Behind all these changes there is a simple idea: tourism cannot be sustained if it destroys what it promises. A city that expels its neighbors, that turns every home into temporary accommodation and every street into a photo queue, slowly commits suicide. The new, and the most hopeful, It’s just that more and more cities seem to have understood it, and are starting to act.

Spain, naturally, is at the center of this debate. We are a global tourism power, and our economic model remains largely dependent on that sector. Tourism represents more than 12% of the GDP and provides work for millions of people, but it also causes growing tensions: unaffordable rents, loss of population in historic centers and conflict between residents and visitors.

We are also one of the countries where tensions are most visible: from impossible access to housing to protests against tourist saturation in Palma, Malaga or the islands.

What was a national pride is beginning to be a social dilemma. The question is not whether tourism should continue to be a source of wealth, but under what conditions it can continue to be so without destroying the urban balance.

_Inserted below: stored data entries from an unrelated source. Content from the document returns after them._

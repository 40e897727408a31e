//! CLI integration tests for the openapi-validator binary.

use assert_cmd::Command;
use predicates::prelude::*;
use std::fs;
use tempfile::TempDir;

fn cmd() -> Command {
    Command::new(assert_cmd::cargo::cargo_bin!("openapi-validator"))
}

// Helper to create a temp file
fn write_temp_file(dir: &TempDir, name: &str, content: &str) -> std::path::PathBuf {
    let path = dir.path().join(name);
    fs::write(&path, content).unwrap();
    path
}

const PET_SCHEMA: &str = r#"{
    "type": "object",
    "required": ["name"],
    "properties": {
        "id": { "type": "integer", "readOnly": true },
        "name": { "type": "string" },
        "tags": { "type": "array", "items": { "type": "string" } }
    }
}"#;

const PETSTORE: &str = r#"
openapi: 3.0.3
info: { title: Petstore, version: 1.0.0 }
paths:
  /pets:
    post:
      requestBody:
        content:
          application/json:
            schema:
              $ref: '#/components/schemas/Pet'
      responses:
        201:
          description: Created
          content:
            application/json:
              schema:
                $ref: '#/components/schemas/Pet'
components:
  schemas:
    Pet:
      type: object
      required: [id, name]
      properties:
        id: { type: integer, readOnly: true }
        name: { type: string }
"#;

mod validate_command {
    use super::*;

    #[test]
    fn valid_payload() {
        let dir = TempDir::new().unwrap();
        let schema = write_temp_file(&dir, "schema.json", PET_SCHEMA);
        let payload = write_temp_file(&dir, "payload.json", r#"{"name": "Rex"}"#);

        cmd()
            .args([
                "validate",
                payload.to_str().unwrap(),
                "--schema",
                schema.to_str().unwrap(),
                "--request",
            ])
            .assert()
            .success()
            .stdout(predicate::str::contains("Valid"));
    }

    #[test]
    fn invalid_payload_reports_location() {
        let dir = TempDir::new().unwrap();
        let schema = write_temp_file(&dir, "schema.json", PET_SCHEMA);
        let payload = write_temp_file(&dir, "payload.json", r#"{"name": "Rex", "tags": ["a", 1]}"#);

        cmd()
            .args([
                "validate",
                payload.to_str().unwrap(),
                "--schema",
                schema.to_str().unwrap(),
                "--request",
            ])
            .assert()
            .code(1)
            .stderr(predicate::str::contains("at $.tags[1]: expected string, got integer"));
    }

    #[test]
    fn direction_changes_outcome() {
        let dir = TempDir::new().unwrap();
        let schema = write_temp_file(&dir, "schema.json", PET_SCHEMA);
        let payload = write_temp_file(&dir, "payload.json", r#"{"id": 1, "name": "Rex"}"#);

        cmd()
            .args([
                "validate",
                payload.to_str().unwrap(),
                "--schema",
                schema.to_str().unwrap(),
                "--request",
            ])
            .assert()
            .code(1)
            .stderr(predicate::str::contains("readOnly"));

        cmd()
            .args([
                "validate",
                payload.to_str().unwrap(),
                "--schema",
                schema.to_str().unwrap(),
                "--response",
            ])
            .assert()
            .success();
    }

    #[test]
    fn json_output() {
        let dir = TempDir::new().unwrap();
        let schema = write_temp_file(&dir, "schema.json", PET_SCHEMA);
        let payload = write_temp_file(&dir, "payload.json", r#"{"name": 5}"#);

        let output = cmd()
            .args([
                "validate",
                payload.to_str().unwrap(),
                "--schema",
                schema.to_str().unwrap(),
                "--request",
                "--json",
            ])
            .assert()
            .code(1)
            .get_output()
            .stdout
            .clone();

        let report: serde_json::Value = serde_json::from_slice(&output).unwrap();
        assert_eq!(report["valid"], false);
        assert_eq!(report["error"]["keyword"], "type");
        assert_eq!(report["error"]["location"], serde_json::json!(["name"]));
        assert_eq!(report["error"]["data"], 5);
    }

    #[test]
    fn pointer_into_document() {
        let dir = TempDir::new().unwrap();
        let spec = write_temp_file(&dir, "openapi.yaml", PETSTORE);
        let payload = write_temp_file(&dir, "payload.json", r#"{"name": "Rex"}"#);

        cmd()
            .args([
                "validate",
                payload.to_str().unwrap(),
                "--schema",
                spec.to_str().unwrap(),
                "--pointer",
                "#/components/schemas/Pet",
                "--request",
            ])
            .assert()
            .success();
    }

    #[test]
    fn invalid_schema_exit_code() {
        let dir = TempDir::new().unwrap();
        let schema = write_temp_file(&dir, "schema.json", r#"{"oneOf": "not a list"}"#);
        let payload = write_temp_file(&dir, "payload.json", "{}");

        cmd()
            .args([
                "validate",
                payload.to_str().unwrap(),
                "--schema",
                schema.to_str().unwrap(),
                "--request",
            ])
            .assert()
            .code(2)
            .stderr(predicate::str::contains("invalid schema"));
    }

    #[test]
    fn missing_schema_file() {
        let dir = TempDir::new().unwrap();
        let payload = write_temp_file(&dir, "payload.json", "{}");

        cmd()
            .args([
                "validate",
                payload.to_str().unwrap(),
                "--schema",
                "/nonexistent/schema.json",
                "--request",
            ])
            .assert()
            .code(3)
            .stderr(predicate::str::contains("file not found"));
    }

    #[test]
    fn direction_required() {
        let dir = TempDir::new().unwrap();
        let schema = write_temp_file(&dir, "schema.json", PET_SCHEMA);
        let payload = write_temp_file(&dir, "payload.json", "{}");

        cmd()
            .args([
                "validate",
                payload.to_str().unwrap(),
                "--schema",
                schema.to_str().unwrap(),
            ])
            .assert()
            .failure();
    }

    #[test]
    fn formats_flag() {
        let dir = TempDir::new().unwrap();
        let schema = write_temp_file(&dir, "schema.json", r#"{"type": "string", "format": "uuid"}"#);
        let payload = write_temp_file(&dir, "payload.json", r#""not-a-uuid""#);

        cmd()
            .args(["validate", payload.to_str().unwrap(), "--schema", schema.to_str().unwrap(), "--request"])
            .assert()
            .code(1);

        cmd()
            .args([
                "validate",
                payload.to_str().unwrap(),
                "--schema",
                schema.to_str().unwrap(),
                "--request",
                "--no-formats",
            ])
            .assert()
            .success();
    }
}

const TREE_SPEC: &str = r#"
openapi: 3.0.3
info: { title: Tree, version: 1.0.0 }
paths:
  /nodes:
    post:
      requestBody:
        content:
          application/json:
            schema:
              $ref: '#/components/schemas/Node'
      responses:
        default: { description: ok }
  /ping:
    post:
      requestBody:
        content:
          application/json:
            schema: { type: string }
      responses:
        default: { description: ok }
components:
  schemas:
    Node:
      type: object
      properties:
        name: { type: string }
        children:
          type: array
          items:
            $ref: '#/components/schemas/Node'
"#;

mod body_command {
    use super::*;

    #[test]
    fn recursive_document_unrelated_operation() {
        let dir = TempDir::new().unwrap();
        let spec = write_temp_file(&dir, "tree.yaml", TREE_SPEC);
        let payload = write_temp_file(&dir, "payload.json", r#""pong""#);

        cmd()
            .args([
                "body",
                payload.to_str().unwrap(),
                "--spec",
                spec.to_str().unwrap(),
                "--path",
                "/ping",
                "--method",
                "post",
            ])
            .assert()
            .success();
    }

    #[test]
    fn recursive_document_deep_payload() {
        let dir = TempDir::new().unwrap();
        let spec = write_temp_file(&dir, "tree.yaml", TREE_SPEC);
        let payload = write_temp_file(
            &dir,
            "payload.json",
            r#"{"name": "a", "children": [{"children": [{"children": [{"name": 7}]}]}]}"#,
        );

        cmd()
            .args([
                "body",
                payload.to_str().unwrap(),
                "--spec",
                spec.to_str().unwrap(),
                "--path",
                "/nodes",
                "--method",
                "post",
                "--log-level",
                "off",
            ])
            .assert()
            .code(1)
            .stderr(predicate::str::contains(
                "at $.children[0].children[0].children[0].name: expected string, got integer",
            ));
    }

    #[test]
    fn request_body() {
        let dir = TempDir::new().unwrap();
        let spec = write_temp_file(&dir, "openapi.yaml", PETSTORE);
        let payload = write_temp_file(&dir, "payload.json", r#"{"name": "Rex"}"#);

        cmd()
            .args([
                "body",
                payload.to_str().unwrap(),
                "--spec",
                spec.to_str().unwrap(),
                "--path",
                "/pets",
                "--method",
                "POST",
            ])
            .assert()
            .success()
            .stdout(predicate::str::contains("Valid"));
    }

    #[test]
    fn response_body() {
        let dir = TempDir::new().unwrap();
        let spec = write_temp_file(&dir, "openapi.yaml", PETSTORE);
        let payload = write_temp_file(&dir, "payload.json", r#"{"name": "Rex"}"#);

        cmd()
            .args([
                "body",
                payload.to_str().unwrap(),
                "--spec",
                spec.to_str().unwrap(),
                "--path",
                "/pets",
                "--method",
                "post",
                "--status",
                "201",
            ])
            .assert()
            .code(1)
            .stderr(predicate::str::contains("required property id is missing"));
    }

    #[test]
    fn unknown_path() {
        let dir = TempDir::new().unwrap();
        let spec = write_temp_file(&dir, "openapi.yaml", PETSTORE);
        let payload = write_temp_file(&dir, "payload.json", "{}");

        cmd()
            .args([
                "body",
                payload.to_str().unwrap(),
                "--spec",
                spec.to_str().unwrap(),
                "--path",
                "/owners",
                "--method",
                "get",
                "--json",
            ])
            .assert()
            .code(2)
            .stdout(predicate::str::contains("no path matching /owners"));
    }

    #[test]
    fn unknown_media_type() {
        let dir = TempDir::new().unwrap();
        let spec = write_temp_file(&dir, "openapi.yaml", PETSTORE);
        let payload = write_temp_file(&dir, "payload.json", "{}");

        cmd()
            .args([
                "body",
                payload.to_str().unwrap(),
                "--spec",
                spec.to_str().unwrap(),
                "--path",
                "/pets",
                "--method",
                "post",
                "--media-type",
                "text/plain",
            ])
            .assert()
            .code(2)
            .stderr(predicate::str::contains("text/plain"));
    }
}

The change will not be easy. Restrictive measures are usually unpopular and clash with very powerful interests. But the transformation has already begun, driven by a new social consciousness. Young generations travel differently: they prefer authenticity, sustainability and respect for the environment.

Many no longer seek the pathetic “see everything” or the “collection of memories”, but rather understand what they see. And the cities that know how to offer that will be the ones that prosper in the new cycle.

Perhaps the tourism of the future will not have so much to do with the number of photos that are uploaded, but with the number of conversations that are held. Live a place, not consume it as fast food. Contribute to its economy without altering its essential fabric. That visitors want to return, not because they saw it all, but because they understood it better.

Unlike what I wrote in 2024, this time change is not on the horizon: it has already begun. The airports are still full, but the cities are beginning to be emptied of clichés. Europe is rethinking the way it shows itself to the world.

And if it manages to transform tourism into a more fair, balanced and humane activity, perhaps we will be able to look back in a few years and say, with relief: yes, mass tourism is over. And it was for the better.

***Enrique Dans is Professor of Innovation at IE University.